Legal action has been threatened by incensed groups in different countries against Bitsmedia. Among these, AFP reported that French users of Muslim Pro filed a complaint accusing the company of data protection offences, abuse of trust, endangering other people's lives and even conspiracy to commit murder.

It is not known if this group has pursued the claim and Bitsmedia has declined to comment about any possible legal action.

In Britain, a Muslim couple sent a legal letter threatening action over the alleged misuse of their location data on November 24.

In their letter, Yemeni-born London residents Najah al-Mujahed and Baraa Shiban demanded that Muslim Pro account for its reported failure to protect the data of its users, explain precisely which entities have accessed their location data and take steps to retrieve the data from any entities that received it unlawfully. 

The couple are represented by Foxglove, a non-profit legal organisation that specialises in taking on Big Technology. Foxglove’s director, Cori Crider, said the matter could shed light on a vastly under-regulated part of the data market.  

“Imagine that your location data has gone to all kinds of potential intermediaries without your consent and knowledge, and then quite frankly on to the Feds. As a user, you should have the right to request deletion and restitution. Is it enough for them simply to say ‘sorry’ and terminate their contract, or should they have to go and get that material back?” Crider told Salaam Gateway on a call from London.

“Muslim Pro may have been naïve in its dealings, but still it isn't the job of an app user to have to unpick the fact that their data are going to go to a host of intermediaries, and potentially on to U.S. special forces.

“I'm not sure it’s a great answer to them to say, ‘Oh well, we didn't realise all these data brokers were profiting off their access to people's data.’ What is it that they thought they were actually doing? And if they didn't care, is that a great answer? I'm not sure it is,” Crider added.

The couple that Crider represents work in diplomacy and international human rights, and regularly travel to sensitive and potentially risky parts of the Middle East and North Africa. They say they are deeply concerned at the apparent misuse of their location information and its transfer to U.S. authorities.

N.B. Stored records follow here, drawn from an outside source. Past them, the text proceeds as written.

//! SQLite introspection and row decoding

use sqlx::sqlite::{SqliteConnection, SqliteRow};
use sqlx::{Column, Connection, Executor, Row, Statement, TypeInfo, ValueRef};

use super::value::{QueryRows, SqlValue};
use super::{ColumnInfo, ForeignKeyInfo};

pub(super) async fn list_tables(conn: &mut SqliteConnection) -> Result<Vec<String>, sqlx::Error> {
    sqlx::query_scalar(
        "SELECT name FROM sqlite_master \
         WHERE type = 'table' AND name NOT LIKE 'sqlite_%' \
         ORDER BY name",
    )
    .fetch_all(conn)
    .await
}

pub(super) async fn has_table(conn: &mut SqliteConnection, table: &str) -> Result<bool, sqlx::Error> {
    let count: i64 = sqlx::query_scalar(
        "SELECT COUNT(*) FROM sqlite_master WHERE type IN ('table', 'view') AND name = ?",
    )
    .bind(table)
    .fetch_one(conn)
    .await?;
    Ok(count > 0)
}

pub(super) async fn primary_keys(
    conn: &mut SqliteConnection,
    table: &str,
) -> Result<Vec<String>, sqlx::Error> {
    sqlx::query_scalar("SELECT name FROM pragma_table_info(?) WHERE pk > 0 ORDER BY pk")
        .bind(table)
        .fetch_all(conn)
        .await
}

pub(super) async fn foreign_keys(
    conn: &mut SqliteConnection,
    table: &str,
) -> Result<Vec<ForeignKeyInfo>, sqlx::Error> {
    let rows: Vec<(i64, String, String, Option<String>)> = sqlx::query_as(
        "SELECT seq, \"table\", \"from\", \"to\" FROM pragma_foreign_key_list(?) ORDER BY id, seq",
    )
    .bind(table)
    .fetch_all(&mut *conn)
    .await?;

    let mut keys = Vec::with_capacity(rows.len());
    for (seq, referred_table, column, referred_column) in rows {
        // A missing target column means the key points at the referred primary key
        let referred_column = match referred_column {
            Some(column) => column,
            None => primary_keys(&mut *conn, &referred_table)
                .await?
                .into_iter()
                .nth(seq as usize)
                .unwrap_or_default(),
        };
        keys.push(ForeignKeyInfo {
            column,
            referred_schema: None,
            referred_table,
            referred_column,
        });
    }
    Ok(keys)
}

pub(super) async fn columns(
    conn: &mut SqliteConnection,
    table: &str,
) -> Result<Vec<ColumnInfo>, sqlx::Error> {
    let rows: Vec<(String, String, i64, Option<String>, i64)> = sqlx::query_as(
        "SELECT name, type, \"notnull\", dflt_value, pk FROM pragma_table_info(?) ORDER BY cid",
    )
    .bind(table)
    .fetch_all(conn)
    .await?;

    let pk_count = rows.iter().filter(|(.., pk)| *pk > 0).count();

    Ok(rows
        .into_iter()
        .map(|(name, data_type, notnull, default, pk)| {
            // A lone INTEGER primary key aliases the rowid
            let autoincrement =
                pk > 0 && pk_count == 1 && data_type.eq_ignore_ascii_case("INTEGER");
            ColumnInfo {
                name,
                data_type,
                nullable: notnull == 0,
                default,
                autoincrement,
                comment: None,
            }
        })
        .collect())
}

/// Run one statement inside a transaction, committing on success
pub(super) async fn fetch(conn: &mut SqliteConnection, sql: &str) -> Result<QueryRows, sqlx::Error> {
    let mut tx = conn.begin().await?;

    let result: Result<QueryRows, sqlx::Error> = async {
        let stmt = (&mut *tx).prepare(sql).await?;
        let columns = stmt.columns().iter().map(|c| c.name().to_string()).collect();
        let rows = stmt.query().fetch_all(&mut *tx).await?;
        Ok(QueryRows::new(columns, rows.iter().map(decode_row).collect()))
    }
    .await;

    match result {
        Ok(rows) => {
            tx.commit().await?;
            Ok(rows)
        }
        Err(e) => {
            if let Err(rollback) = tx.rollback().await {
                tracing::warn!("Rollback failed: {}", rollback);
            }
            Err(e)
        }
    }
}

fn decode_row(row: &SqliteRow) -> Vec<SqlValue> {
    (0..row.len()).map(|idx| decode_value(row, idx)).collect()
}

fn decode_value(row: &SqliteRow, idx: usize) -> SqlValue {
    // SQLite is dynamically typed: the storage class comes from the value,
    // the declared column type only tells us whether text holds a date
    let storage = match row.try_get_raw(idx) {
        Ok(raw) if raw.is_null() => return SqlValue::Null,
        Ok(raw) => raw.type_info().name().to_string(),
        Err(_) => return SqlValue::Null,
    };
    let declared = row.column(idx).type_info().name().to_ascii_uppercase();

    let decoded = match storage.as_str() {
        "INTEGER" => row.try_get::<i64, _>(idx).map(SqlValue::Int),
        "REAL" => row.try_get::<f64, _>(idx).map(SqlValue::Float),
        "BLOB" => row.try_get::<Vec<u8>, _>(idx).map(SqlValue::Bytes),
        _ => match declared.as_str() {
            "DATETIME" => row
                .try_get::<chrono::NaiveDateTime, _>(idx)
                .map(SqlValue::Timestamp)
                .or_else(|_| row.try_get::<String, _>(idx).map(SqlValue::Text)),
            "DATE" => row
                .try_get::<chrono::NaiveDate, _>(idx)
                .map(SqlValue::Date)
                .or_else(|_| row.try_get::<String, _>(idx).map(SqlValue::Text)),
            _ => row.try_get::<String, _>(idx).map(SqlValue::Text),
        },
    };

    decoded.unwrap_or_else(|e| {
        tracing::debug!("Could not decode column {} ({}): {}", idx, storage, e);
        SqlValue::Text(format!("<{}>", storage))
    })
}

Shiban, who works for human rights group Reprieve, said in a statement: “It’s complicated enough as activists to go about our work when we travel internationally, without feeling like the app we use just to find Mecca and pray is handing access to our whereabouts to shady third parties and, at the end of the chain, the U.S. military.” 

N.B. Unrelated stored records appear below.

//! Configuration for the NL2SQL MCP server
//!
//! All settings come from environment variables (or the equivalent command
//! line flags) and are validated once at startup:
//!
//! - Database: `DB_DIALECT`, `DB_HOST`, `DB_PORT`, `DB_USER`, `DB_PASSWORD`,
//!   `DB_NAME`, `DB_PATH` (SQLite), `DB_SCHEMA`, `DB_TIMEOUT_SECS`
//! - Model: `MODEL_NAME`, `MODEL_KEY`, `MODEL_URL`, `MODEL_TIMEOUT_SECS`

use std::fmt;
use std::path::PathBuf;
use std::time::Duration;

use clap::Parser;

use crate::db::Dialect;
use crate::error::ConfigError;

const DEFAULT_MODEL_NAME: &str = "qwen-max-0125";
const DEFAULT_MODEL_URL: &str = "https://dashscope.aliyuncs.com/compatible-mode/v1";

/// Command line / environment arguments
#[derive(Parser, Debug, Clone)]
#[command(name = "nl2sql-mcp")]
#[command(about = "MCP server answering natural-language questions with SQL")]
pub struct Cli {
    /// Database dialect: sqlite, mysql or postgresql
    #[arg(long, env = "DB_DIALECT", default_value = "mysql")]
    pub db_dialect: String,

    /// Database host
    #[arg(long, env = "DB_HOST", default_value = "localhost")]
    pub db_host: String,

    /// Database port (defaults to the dialect's standard port)
    #[arg(long, env = "DB_PORT")]
    pub db_port: Option<u16>,

    /// Database user
    #[arg(long, env = "DB_USER")]
    pub db_user: Option<String>,

    /// Database password
    #[arg(long, env = "DB_PASSWORD", hide_env_values = true)]
    pub db_password: Option<String>,

    /// Database name
    #[arg(long, env = "DB_NAME")]
    pub db_name: Option<String>,

    /// SQLite database file
    #[arg(long, env = "DB_PATH")]
    pub db_path: Option<PathBuf>,

    /// Schema to introspect (defaults to the connection's default schema)
    #[arg(long, env = "DB_SCHEMA")]
    pub db_schema: Option<String>,

    /// Timeout for connecting and for each statement, in seconds
    #[arg(long, env = "DB_TIMEOUT_SECS", default_value_t = 30)]
    pub db_timeout_secs: u64,

    /// Chat model name
    #[arg(long, env = "MODEL_NAME", default_value = DEFAULT_MODEL_NAME)]
    pub model_name: String,

    /// API key for the chat-completions endpoint
    #[arg(long, env = "MODEL_KEY", hide_env_values = true)]
    pub model_key: Option<String>,

    /// Base URL of the OpenAI-compatible endpoint
    #[arg(long, env = "MODEL_URL", default_value = DEFAULT_MODEL_URL)]
    pub model_url: String,

    /// Timeout for each LLM request, in seconds
    #[arg(long, env = "MODEL_TIMEOUT_SECS", default_value_t = 60)]
    pub model_timeout_secs: u64,
}

/// Validated server configuration
#[derive(Debug, Clone)]
pub struct AppConfig {
    pub database: DbConfig,
    pub model: ModelConfig,
}

/// Database connection settings
#[derive(Clone)]
pub struct DbConfig {
    pub dialect: Dialect,
    pub host: String,
    pub port: Option<u16>,
    pub user: Option<String>,
    pub password: Option<String>,
    pub database: Option<String>,
    /// SQLite file path
    pub path: Option<PathBuf>,
    pub schema: Option<String>,
    pub timeout_secs: u64,
}

/// Chat model settings
#[derive(Clone)]
pub struct ModelConfig {
    pub name: String,
    pub key: String,
    pub url: String,
    pub timeout_secs: u64,
}

impl AppConfig {
    /// Validate parsed arguments into a configuration
    pub fn from_cli(cli: Cli) -> Result<Self, ConfigError> {
        let database = DbConfig {
            dialect: cli.db_dialect.parse()?,
            host: cli.db_host,
            port: cli.db_port,
            user: non_empty(cli.db_user),
            password: non_empty(cli.db_password),
            database: non_empty(cli.db_name),
            path: cli.db_path,
            schema: non_empty(cli.db_schema),
            timeout_secs: cli.db_timeout_secs,
        };
        database.validate()?;

        let model = ModelConfig {
            name: cli.model_name,
            key: non_empty(cli.model_key).ok_or(ConfigError::Missing("MODEL_KEY"))?,
            url: cli.model_url,
            timeout_secs: cli.model_timeout_secs,
        };
        model.validate()?;

        Ok(Self { database, model })
    }
}

impl DbConfig {
    /// Check that the values required by the dialect are present
    pub fn validate(&self) -> Result<(), ConfigError> {
        match self.dialect {
            Dialect::Sqlite => {
                if self.path.is_none() {
                    return Err(ConfigError::Missing("DB_PATH"));
                }
            }
            Dialect::MySql | Dialect::Postgres => {
                if self.user.is_none() {
                    return Err(ConfigError::Missing("DB_USER"));
                }
                if self.password.is_none() {
                    return Err(ConfigError::Missing("DB_PASSWORD"));
                }
                if self.database.is_none() {
                    return Err(ConfigError::Missing("DB_NAME"));
                }
            }
        }

        if self.timeout_secs == 0 {
            return Err(ConfigError::Invalid {
                key: "DB_TIMEOUT_SECS",
                reason: "must be greater than zero".to_string(),
            });
        }

        Ok(())
    }

    /// Identifier shown as the database id in the M-Schema text
    pub fn db_id(&self) -> String {
        match self.dialect {
            Dialect::Sqlite => self
                .path
                .as_ref()
                .and_then(|p| p.file_stem())
                .map(|s| s.to_string_lossy().into_owned())
                .unwrap_or_default(),
            _ => self.database.clone().unwrap_or_default(),
        }
    }

    /// URI of the "describe schema" resource, e.g. `mysql://sales`
    pub fn schema_resource_uri(&self) -> String {
        format!("{}://{}", self.dialect.name(), self.db_id())
    }

    /// Connection URL with the password masked, for logs
    pub fn redacted_url(&self) -> String {
        let mut redacted = self.clone();
        if redacted.password.is_some() {
            redacted.password = Some("***".to_string());
        }
        self.dialect
            .connection_url(&redacted)
            .unwrap_or_else(|e| format!("<{}>", e))
    }

    pub fn timeout(&self) -> Duration {
        Duration::from_secs(self.timeout_secs)
    }
}

impl ModelConfig {
    fn validate(&self) -> Result<(), ConfigError> {
        if self.name.trim().is_empty() {
            return Err(ConfigError::Missing("MODEL_NAME"));
        }
        url::Url::parse(&self.url).map_err(|e| ConfigError::Invalid {
            key: "MODEL_URL",
            reason: e.to_string(),
        })?;
        if self.timeout_secs == 0 {
            return Err(ConfigError::Invalid {
                key: "MODEL_TIMEOUT_SECS",
                reason: "must be greater than zero".to_string(),
            });
        }
        Ok(())
    }

    pub fn timeout(&self) -> Duration {
        Duration::from_secs(self.timeout_secs)
    }
}

// Secrets stay out of Debug output

impl fmt::Debug for DbConfig {
    fn fmt(&self, f: &mut fmt::Formatter<'_>) -> fmt::Result {
        f.debug_struct("DbConfig")
            .field("dialect", &self.dialect)
            .field("url", &self.redacted_url())
            .field("schema", &self.schema)
            .field("timeout_secs", &self.timeout_secs)
            .finish()
    }
}

impl fmt::Debug for ModelConfig {
    fn fmt(&self, f: &mut fmt::Formatter<'_>) -> fmt::Result {
        f.debug_struct("ModelConfig")
            .field("name", &self.name)
            .field("url", &self.url)
            .field("timeout_secs", &self.timeout_secs)
            .finish_non_exhaustive()
    }
}

fn non_empty(value: Option<String>) -> Option<String> {
    value.filter(|v| !v.trim().is_empty())
}

#[cfg(test)]
mod tests {
    use super::*;

    fn parse(args: &[&str]) -> Cli {
        let mut argv = vec!["nl2sql-mcp"];
        argv.extend_from_slice(args);
        Cli::try_parse_from(argv).unwrap()
    }

    #[test]
    fn test_mysql_config() {
        let cli = parse(&[
            "--db-user", "root",
            "--db-password", "secret",
            "--db-name", "shop",
            "--model-key", "sk-test",
        ]);
        let config = AppConfig::from_cli(cli).unwrap();
        assert_eq!(config.database.dialect, Dialect::MySql);
        assert_eq!(config.database.db_id(), "shop");
        assert_eq!(config.database.schema_resource_uri(), "mysql://shop");
        assert_eq!(config.model.name, DEFAULT_MODEL_NAME);
        assert!(!config.database.redacted_url().contains("secret"));
        assert!(!format!("{:?}", config).contains("sk-test"));
    }

    #[test]
    fn test_missing_model_key_rejected() {
        let cli = parse(&[
            "--db-user", "root",
            "--db-password", "secret",
            "--db-name", "shop",
            "--model-key", "",
        ]);
        assert!(matches!(
            AppConfig::from_cli(cli),
            Err(ConfigError::Missing("MODEL_KEY"))
        ));
    }

    #[test]
    fn test_mysql_requires_credentials() {
        let cli = parse(&["--db-user", "root", "--db-name", "shop", "--model-key", "k"]);
        assert!(matches!(
            AppConfig::from_cli(cli),
            Err(ConfigError::Missing("DB_PASSWORD"))
        ));
    }

    #[test]
    fn test_sqlite_requires_path() {
        let cli = parse(&["--db-dialect", "sqlite", "--model-key", "k"]);
        assert!(matches!(
            AppConfig::from_cli(cli),
            Err(ConfigError::Missing("DB_PATH"))
        ));

        let cli = parse(&[
            "--db-dialect", "sqlite",
            "--db-path", "/tmp/book_1.sqlite",
            "--model-key", "k",
        ]);
        let config = AppConfig::from_cli(cli).unwrap();
        assert_eq!(config.database.db_id(), "book_1");
        assert_eq!(config.database.schema_resource_uri(), "sqlite://book_1");
    }

    #[test]
    fn test_unknown_dialect_rejected() {
        let cli = parse(&["--db-dialect", "oracle", "--model-key", "k"]);
        assert!(matches!(
            AppConfig::from_cli(cli),
            Err(ConfigError::Invalid { key: "DB_DIALECT", .. })
        ));
    }
}
//! NL2SQL MCP Server implementation

use std::sync::Arc;

use rmcp::{
    handler::server::{router::tool::ToolRouter, wrapper::Parameters},
    model::{
        AnnotateAble, ListResourceTemplatesResult, ListResourcesResult, PaginatedRequestParam,
        RawResource, ReadResourceRequestParam, ReadResourceResult, ResourceContents,
        ResourceTemplate, ServerCapabilities, ServerInfo,
    },
    service::RequestContext,
    tool, tool_handler, tool_router, RoleServer,
};
use mcp_common::{text_success, CallToolResult, McpError};
use schemars::JsonSchema;
use serde::Deserialize;

use crate::config::{AppConfig, DbConfig};
use crate::db::{Database, READ_TABLE_LIMIT};
use crate::error::{self, Error};
use crate::format;
use crate::llm::{ChatModel, OpenAiClient};
use crate::schema::{load_mschema, LoadOptions, MSchemaOptions};
use crate::text2sql::Text2Sql;

// ============================================================================
// Parameter Types
// ============================================================================

/// Parameters for get_data_via_natural_language tool
#[derive(Debug, Deserialize, JsonSchema)]
pub struct QueryParams {
    /// The question in natural language, e.g. "How many orders were placed in March?"
    pub query: String,
}

// ============================================================================
// Server Implementation
// ============================================================================

/// NL2SQL MCP Server
#[derive(Clone)]
pub struct Nl2SqlMcpServer {
    database: Arc<DbConfig>,
    model: Arc<dyn ChatModel>,
    tool_router: ToolRouter<Self>,
}

impl Nl2SqlMcpServer {
    /// Create a server talking to the configured OpenAI-compatible endpoint
    pub fn new(config: AppConfig) -> error::Result<Self> {
        let model = OpenAiClient::new(&config.model)?;
        Ok(Self::with_model(config.database, Arc::new(model)))
    }

    /// Create a server with any chat model
    pub fn with_model(database: DbConfig, model: Arc<dyn ChatModel>) -> Self {
        Self {
            database: Arc::new(database),
            model,
            tool_router: Self::tool_router(),
        }
    }

    /// Answer a question; every failure is reported as text
    pub async fn answer_question(&self, question: &str) -> String {
        tracing::info!("Calling tool with question: {}", question);
        let mut db = match Database::connect(&self.database).await {
            Ok(db) => db,
            Err(e) => {
                tracing::error!("{}", e);
                return e.to_string();
            }
        };

        let answer = self.answer_with(&mut db, question).await;
        db.close().await;

        answer.unwrap_or_else(|e| {
            tracing::error!("Question failed: {}", e);
            e.to_string()
        })
    }

    async fn answer_with(&self, db: &mut Database, question: &str) -> error::Result<String> {
        let mschema = load_mschema(db, &self.database.db_id(), &LoadOptions::default()).await?;
        let text = mschema.to_mschema(&MSchemaOptions::default());

        let answer = Text2Sql::new(self.model.as_ref(), db.dialect(), &text)
            .answer(db, question)
            .await?;
        Ok(answer.to_markdown())
    }

    /// The M-Schema text of the whole database
    pub async fn describe_schema(&self) -> error::Result<String> {
        let mut db = Database::connect(&self.database).await?;
        let described = load_mschema(&mut db, &self.database.db_id(), &LoadOptions::default()).await;
        db.close().await;
        Ok(described?.to_mschema(&MSchemaOptions::default()))
    }

    /// Up to 100 rows of a table as CSV
    pub async fn read_table(&self, table: &str) -> error::Result<String> {
        let mut db = Database::connect(&self.database).await?;
        let rows = db.read_table(table, READ_TABLE_LIMIT).await;
        db.close().await;
        Ok(format::to_csv(&rows?))
    }

    fn schema_uri(&self) -> String {
        self.database.schema_resource_uri()
    }

    fn table_uri_prefix(&self) -> String {
        format!("{}://", self.database.dialect.name())
    }
}

#[tool_router]
impl Nl2SqlMcpServer {
    /// Translate a question into SQL, run it and return the rows
    #[tool(description = "Fetch data from the database through a natural language query. The question is translated into SQL, executed, and the result is returned as a markdown table (or the database error if no working SQL could be produced).")]
    async fn get_data_via_natural_language(
        &self,
        Parameters(params): Parameters<QueryParams>,
    ) -> Result<CallToolResult, McpError> {
        let text = self.answer_question(&params.query).await;
        Ok(text_success(text))
    }
}

#[tool_handler]
impl rmcp::ServerHandler for Nl2SqlMcpServer {
    fn get_info(&self) -> ServerInfo {
        ServerInfo {
            instructions: Some(format!(
                "Natural-language access to the {} database '{}'. \
                Use get_data_via_natural_language to ask questions; read {} for the schema \
                and {}{{table_name}} for sample rows of a table.",
                self.database.dialect,
                self.database.db_id(),
                self.schema_uri(),
                self.table_uri_prefix()
            )),
            capabilities: ServerCapabilities::builder()
                .enable_tools()
                .enable_resources()
                .build(),
            ..Default::default()
        }
    }

    async fn list_resources(
        &self,
        _request: Option<PaginatedRequestParam>,
        _context: RequestContext<RoleServer>,
    ) -> Result<ListResourcesResult, McpError> {
        let resource = RawResource::new(self.schema_uri(), self.database.db_id()).no_annotation();
        Ok(ListResourcesResult::with_all_items(vec![resource]))
    }

    async fn list_resource_templates(
        &self,
        _request: Option<PaginatedRequestParam>,
        _context: RequestContext<RoleServer>,
    ) -> Result<ListResourceTemplatesResult, McpError> {
        let template: ResourceTemplate = serde_json::from_value(serde_json::json!({
            "uriTemplate": format!("{}{{table_name}}", self.table_uri_prefix()),
            "name": "table",
            "description": "Up to 100 rows of a table as CSV",
            "mimeType": "text/csv",
        }))
        .map_err(|e| McpError::internal_error(e.to_string(), None))?;
        Ok(ListResourceTemplatesResult::with_all_items(vec![template]))
    }

    async fn read_resource(
        &self,
        request: ReadResourceRequestParam,
        _context: RequestContext<RoleServer>,
    ) -> Result<ReadResourceResult, McpError> {
        let uri = request.uri;
        tracing::info!("Reading resource {}", uri);

        // The database URI wins over a table of the same name
        let text = if uri == self.schema_uri() {
            self.describe_schema().await
        } else if let Some(table) = uri.strip_prefix(&self.table_uri_prefix()) {
            if table.is_empty() {
                return Err(McpError::resource_not_found(
                    format!("resource not found: {}", uri),
                    None,
                ));
            }
            self.read_table(table).await
        } else {
            return Err(McpError::resource_not_found(
                format!("resource not found: {}", uri),
                None,
            ));
        };

        let text = text.map_err(|e| resource_error(&e))?;
        Ok(ReadResourceResult {
            contents: vec![ResourceContents::text(text, uri)],
        })
    }
}

fn resource_error(err: &Error) -> McpError {
    tracing::error!("Resource read failed: {}", err);
    McpError::internal_error(err.to_string(), None)
}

Having been one of the flag-bearers of the Islamic app world since it launched in 2010, Muslim Pro now faces a long journey to restore confidence among its users, and has started on this road by apologising and assuring them that it has learnt its lesson.

“We sincerely apologise for the concern that this has caused them and hope that from the decisive actions we have taken, they will choose to remain part of the Muslim Pro community, or return to our app which has been focused on helping Muslims globally practice their faith,” Bitsmedia’s executives told Salaam Gateway.

“The protection and respect of the privacy of our users is Muslim Pro’s utmost priority and we take every effort to deliver this promise,” they added.

(Reporting by Richard Whitehead; Editing by Emmy Abdul Alim

*CORRECTIONS: The comments from Bitsmedia were wrongly attributed to the company's CEO, Louis-Bernard Carcouet. They have been corrected to reflect that they came from Zahariah Jupary, its head of community, and Nik Emir Din, its head of business development and country manager for Malaysia.